Plouguenast (/fr/; Plougonwaz; Gallo: Ploegenas) is a former commune in the Côtes-d'Armor department of Brittany in northwestern France. On 1 January 2019, it was merged into the new commune Plouguenast-Langast.

== Climate ==
Plouguenast has an oceanic climate (Köppen climate classification Cfb). The average annual temperature in Plouguenast is 11.0 C. The average annual rainfall is 966.8 mm with January as the wettest month. The temperatures are highest on average in August, at around 17.5 C, and lowest in January, at around 5.3 C. The highest temperature ever recorded in Plouguenast was 36.9 C on 9 August 2003; the coldest temperature ever recorded was -12.4 C on 2 January 1997.

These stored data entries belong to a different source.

//! # Query Operations
//!
//! Read-only views over a `Manifest`: directory listings, checkpoint
//! history, per-file history, and version-to-version diffs. None of these
//! touch storage — they only walk the already-loaded manifest, so they take
//! `&Manifest` directly rather than a use-case struct wired to a port.

use crate::domain::manifest::{FileType, Manifest};
use crate::domain::version::{ChangeType, Version};
use crate::error::{JcfError, JcfResult};

#[derive(Debug, Clone, serde::Serialize)]
pub struct FileInfo {
    pub path: String,
    pub file_type: FileType,
    pub size: Option<u64>,
}

#[derive(Debug, Clone, serde::Serialize)]
pub struct FileHistoryEntry {
    pub version_id: String,
    pub path: String,
    pub change_type: Option<ChangeType>,
    pub timestamp: String,
}

#[derive(Debug, Clone, Default)]
pub struct HistoryOptions {
    pub limit: Option<usize>,
    pub since_version_id: Option<String>,
}

#[derive(Debug, Clone, PartialEq, serde::Serialize)]
pub struct DiffEntry {
    pub path: String,
    pub change_type: ChangeType,
    pub old_hash: Option<String>,
    pub new_hash: Option<String>,
}

#[derive(Debug, Clone, serde::Serialize)]
pub struct VersionDiff {
    pub from: String,
    pub to: String,
    pub entries: Vec<DiffEntry>,
}

/// `listFiles(dir?, versionId?, filter?)`. `dir` matches a path prefix on a
/// path-segment boundary, `filter` a plain substring anywhere in the path.
/// With no `versionId`, lists the current `fileMap`; otherwise lists that
/// version's non-deleted `fileStates`.
pub fn list_files(
    manifest: &Manifest,
    dir: Option<&str>,
    version_id: Option<&str>,
    filter: Option<&str>,
) -> JcfResult<Vec<FileInfo>> {
    let mut out = match version_id {
        None => manifest
            .file_map
            .iter()
            .map(|(path, entry)| FileInfo {
                path: path.clone(),
                file_type: entry.file_type,
                size: entry.size,
            })
            .collect::<Vec<_>>(),
        Some(vid) => {
            let version = manifest
                .version(vid)
                .ok_or_else(|| JcfError::NotFound(vid.to_string()))?;
            version
                .file_states
                .iter()
                .filter(|(_, state)| !state.is_deleted())
                .map(|(path, state)| FileInfo {
                    path: path.clone(),
                    file_type: manifest
                        .file_map
                        .get(path)
                        .map(|e| e.file_type)
                        .unwrap_or(FileType::Binary),
                    size: Some(state.size),
                })
                .collect()
        }
    };

    if let Some(prefix) = dir {
        let prefix = prefix.trim_end_matches('/');
        out.retain(|f| {
            f.path.starts_with(prefix)
                && (f.path.len() == prefix.len() || f.path.as_bytes()[prefix.len()] == b'/')
        });
    }
    if let Some(needle) = filter {
        out.retain(|f| f.path.contains(needle));
    }
    out.sort_by(|a, b| a.path.cmp(&b.path));
    Ok(out)
}

/// `history(opts?)`: checkpoints newest-first, optionally capped at
/// `limit` and/or truncated just before `since_version_id`.
pub fn history(manifest: &Manifest, opts: &HistoryOptions) -> Vec<Version> {
    let mut versions: Vec<Version> = manifest.version_history.clone();
    versions.reverse();
    if let Some(since) = &opts.since_version_id {
        if let Some(idx) = versions.iter().position(|v| &v.id == since) {
            versions.truncate(idx);
        }
    }
    if let Some(limit) = opts.limit {
        versions.truncate(limit);
    }
    versions
}

/// `fileHistory(path)`: every version touching `path`'s inode, oldest
/// first, following the path across renames via the shared `inodeId`
/// (§3's "inode preserved across rename" guarantee).
pub fn file_history(manifest: &Manifest, path: &str) -> Vec<FileHistoryEntry> {
    let inode_id = manifest
        .file_map
        .get(path)
        .map(|e| e.inode_id.clone())
        .or_else(|| {
            manifest
                .version_history
                .iter()
                .rev()
                .find_map(|v| v.file_states.get(path).map(|s| s.inode_id.clone()))
        });
    let Some(inode_id) = inode_id else {
        return Vec::new();
    };

    let mut out = Vec::new();
    for version in &manifest.version_history {
        for (p, state) in &version.file_states {
            if state.inode_id == inode_id {
                out.push(FileHistoryEntry {
                    version_id: version.id.clone(),
                    path: p.clone(),
                    change_type: state.change_type,
                    timestamp: version.timestamp.clone(),
                });
            }
        }
    }
    out
}

/// `diff(vA, vB)`: per-path changes between two versions' `fileStates`,
/// comparing recorded hashes/contentRefs rather than bytes — no storage
/// access needed.
pub fn diff(manifest: &Manifest, version_a: &str, version_b: &str) -> JcfResult<VersionDiff> {
    let a = manifest
        .version(version_a)
        .ok_or_else(|| JcfError::NotFound(version_a.to_string()))?;
    let b = manifest
        .version(version_b)
        .ok_or_else(|| JcfError::NotFound(version_b.to_string()))?;

    let mut paths: Vec<&String> = a.file_states.keys().chain(b.file_states.keys()).collect();
    paths.sort();
    paths.dedup();

    let mut entries = Vec::new();
    for path in paths {
        let old = a.file_states.get(path);
        let new = b.file_states.get(path);
        let change_type = match (old, new) {
            (None, Some(n)) if !n.is_deleted() => ChangeType::Added,
            (None, _) => continue,
            (Some(o), None) if !o.is_deleted() => ChangeType::Deleted,
            (Some(_), None) => continue,
            (Some(o), Some(n)) => {
                if o.is_deleted() == n.is_deleted() && o.is_deleted() {
                    continue;
                }
                if o.is_deleted() {
                    ChangeType::Added
                } else if n.is_deleted() {
                    ChangeType::Deleted
                } else if o.hash == n.hash && o.content_ref == n.content_ref {
                    continue;
                } else {
                    ChangeType::Modified
                }
            }
        };
        entries.push(DiffEntry {
            path: path.clone(),
            change_type,
            old_hash: old.and_then(|s| s.hash.clone()),
            new_hash: new.and_then(|s| s.hash.clone()),
        });
    }

    Ok(VersionDiff {
        from: version_a.to_string(),
        to: version_b.to_string(),
        entries,
    })
}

Climate data for Plouguenast (1981–2010 averages, extremes 1987−present)
| Month | Jan | Feb | Mar | Apr | May | Jun | Jul | Aug | Sep | Oct | Nov | Dec | Year |
| Record high °C (°F) | 17.4 (63.3) | 20.7 (69.3) | 22.9 (73.2) | 26.3 (79.3) | 29.5 (85.1) | 32.9 (91.2) | 35.6 (96.1) | 36.9 (98.4) | 30.2 (86.4) | 27.5 (81.5) | 19.8 (67.6) | 15.6 (60.1) | 36.9 (98.4) |
| Mean daily maximum °C (°F) | 7.8 (46.0) | 8.7 (47.7) | 11.3 (52.3) | 13.3 (55.9) | 16.9 (62.4) | 20.0 (68.0) | 22.0 (71.6) | 22.4 (72.3) | 19.6 (67.3) | 15.3 (59.5) | 10.8 (51.4) | 7.9 (46.2) | 14.7 (58.5) |
| Daily mean °C (°F) | 5.3 (41.5) | 5.8 (42.4) | 7.8 (46.0) | 9.3 (48.7) | 12.6 (54.7) | 15.3 (59.5) | 17.2 (63.0) | 17.5 (63.5) | 15.1 (59.2) | 11.9 (53.4) | 8.0 (46.4) | 5.4 (41.7) | 11.0 (51.8) |
| Mean daily minimum °C (°F) | 2.8 (37.0) | 2.9 (37.2) | 4.2 (39.6) | 5.2 (41.4) | 8.2 (46.8) | 10.6 (51.1) | 12.4 (54.3) | 12.5 (54.5) | 10.6 (51.1) | 8.5 (47.3) | 5.2 (41.4) | 3.0 (37.4) | 7.2 (45.0) |
| Record low °C (°F) | −12.4 (9.7) | −11.1 (12.0) | −5.6 (21.9) | −2.9 (26.8) | 0.0 (32.0) | 4.0 (39.2) | 6.8 (44.2) | 6.1 (43.0) | 3.5 (38.3) | −3.4 (25.9) | −5.0 (23.0) | −9.0 (15.8) | −12.4 (9.7) |
| Average precipitation mm (inches) | 117.1 (4.61) | 93.3 (3.67) | 72.7 (2.86) | 75.5 (2.97) | 65.1 (2.56) | 54.2 (2.13) | 55.2 (2.17) | 50.6 (1.99) | 70.1 (2.76) | 101.0 (3.98) | 101.3 (3.99) | 110.7 (4.36) | 966.8 (38.06) |
| Average precipitation days (≥ 1.0 mm) | 15.5 | 13.6 | 12.7 | 12.2 | 10.0 | 8.2 | 9.3 | 8.4 | 9.8 | 13.9 | 14.8 | 14.5 | 142.8 |
Source: Météo France

==Population==

Inhabitants of Plouguenast are called plouguenastais in French.